I was actually going to link to your post too, but I couldn't find it right off! But it's super encouraging to see other writers coming at this with thoughtful, careful purpose. And thank you! :) I appreciate your comment so much!

deryn joy said...

I agree with you, and totally appreciate this post.

not to argue, just further the discussion by offering a different angle: 'able to calmly focus on fixing the problem under yucky pressure,' as you have to do, is different from being upset for a friend who broke his arm. the desensitization that I am bothered by is the resulting lack of empathy -- it's not so much the "AAAAAAH BLOOD" that I want, it's the ability to see other people's pain and identify with them. {your desensitization is totally different from that and totally right :)}

to me, violence in entertainment becomes a problem when its point IS the entertainment, desensitization or not. I don't mean no one should never encounter violence in fiction, and I think it's even possible to appreciate its representation in entertainment forms; 'fallen angels' and 'all quiet on the western front' are two of my all-time favorite books. the key things here: *they* don't dwell on the violence for the heck of violence (yay, blood and pain are thrilling to read about), and *I'm* not reading them because I love to read about people dying in gory ways.

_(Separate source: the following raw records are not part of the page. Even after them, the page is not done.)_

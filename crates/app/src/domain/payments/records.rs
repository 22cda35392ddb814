//! Payment Records

use jiff_sqlx::{Date as SqlxDate, Timestamp as SqlxTimestamp};
use mival::{
    payments::{
        CardDetails, CreditCard, DebitCard, IdempotencyKey, InstrumentKind, PaymentInstrument,
        PaymentInstrumentUuid, PaymentReceipt, PaymentTransactionUuid,
    },
    users::UserUuid,
};
use rust_decimal::Decimal;
use sqlx::{FromRow, Row, postgres::PgRow};

fn missing_column(index: &str) -> sqlx::Error {
    sqlx::Error::ColumnDecode {
        index: index.to_string(),
        source: format!("{index} is required for this instrument kind").into(),
    }
}

#[derive(Debug, Clone)]
pub(crate) struct PaymentInstrumentRecord(pub(crate) PaymentInstrument);

impl<'r> FromRow<'r, PgRow> for PaymentInstrumentRecord {
    fn from_row(row: &'r PgRow) -> sqlx::Result<Self> {
        let kind = row
            .try_get::<String, _>("kind")?
            .parse::<InstrumentKind>()
            .map_err(|e| sqlx::Error::ColumnDecode {
                index: "kind".to_string(),
                source: Box::new(e),
            })?;

        let card = CardDetails {
            id: PaymentInstrumentUuid::from_uuid(row.try_get("uuid")?),
            user_id: UserUuid::from_uuid(row.try_get("user_uuid")?),
            holder_name: row.try_get("holder_name")?,
            masked_number: row.try_get("masked_number")?,
            expires_on: row.try_get::<SqlxDate, _>("expires_on")?.to_jiff(),
        };

        let instrument = match kind {
            InstrumentKind::Credit => PaymentInstrument::Credit(CreditCard {
                card,
                credit_limit: row
                    .try_get::<Option<Decimal>, _>("credit_limit")?
                    .ok_or_else(|| missing_column("credit_limit"))?,
            }),
            InstrumentKind::Debit => PaymentInstrument::Debit(DebitCard {
                card,
                account_reference: row
                    .try_get::<Option<String>, _>("account_reference")?
                    .ok_or_else(|| missing_column("account_reference"))?,
            }),
        };

        Ok(Self(instrument))
    }
}

#[derive(Debug, Clone)]
pub(crate) struct PaymentReceiptRecord(pub(crate) PaymentReceipt);

impl<'r> FromRow<'r, PgRow> for PaymentReceiptRecord {
    fn from_row(row: &'r PgRow) -> sqlx::Result<Self> {
        let idempotency_key = IdempotencyKey::new(row.try_get::<String, _>("idempotency_key")?)
            .map_err(|e| sqlx::Error::ColumnDecode {
                index: "idempotency_key".to_string(),
                source: Box::new(e),
            })?;

        Ok(Self(PaymentReceipt {
            transaction_id: PaymentTransactionUuid::from_uuid(row.try_get("uuid")?),
            instrument_id: PaymentInstrumentUuid::from_uuid(
                row.try_get("payment_instrument_uuid")?,
            ),
            amount: row.try_get("amount")?,
            processed_at: row.try_get::<SqlxTimestamp, _>("processed_at")?.to_jiff(),
            idempotency_key,
        }))
    }
}
use mival_app::context::AppContext;
use tabled::{builder::Builder, settings::Style};

pub(crate) async fn run(ctx: &AppContext) -> Result<(), String> {
    let items = ctx
        .catalog
        .list_available()
        .await
        .map_err(|error| format!("failed to list catalog: {error}"))?;

    if items.is_empty() {
        println!("no purchasable items");
        return Ok(());
    }

    let mut builder = Builder::default();
    builder.push_record(["uuid", "title", "studio", "price", "status"]);

    for item in items {
        builder.push_record([
            item.id.to_string(),
            item.title,
            item.studio,
            item.price.to_string(),
            item.status.to_string(),
        ]);
    }

    let mut table = builder.build();
    table.with(Style::rounded());

    println!("{table}");

    Ok(())
}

there are so many long, drawn-out qualifying statements I could continue making, so I'll just stop. I suppose that this issue is just another left up to the sanctified conscience to interpret in liberty :)

Katherine Sophia said...

Thank you! There /are/ many qualifiers, and you pointed out a good one. No matter how desensitized I become in order to deal with problems without breaking down, I hope I never lose the ability to identify with and comfort people at appropriate times.
And the /why/ of darkness is so important. Something I found fascinating when I first started watching Korean dramas was how /awful/ death came across in those first dramas. People died in awful, bloody ways, but it wasn't senseless violence. Death, even of the enemy, broke your heart, and it was truly treated with the gravity and horror it needed. The darkness was there, but it was treated as darkness, and the light that countered it was made that much more gorgeous.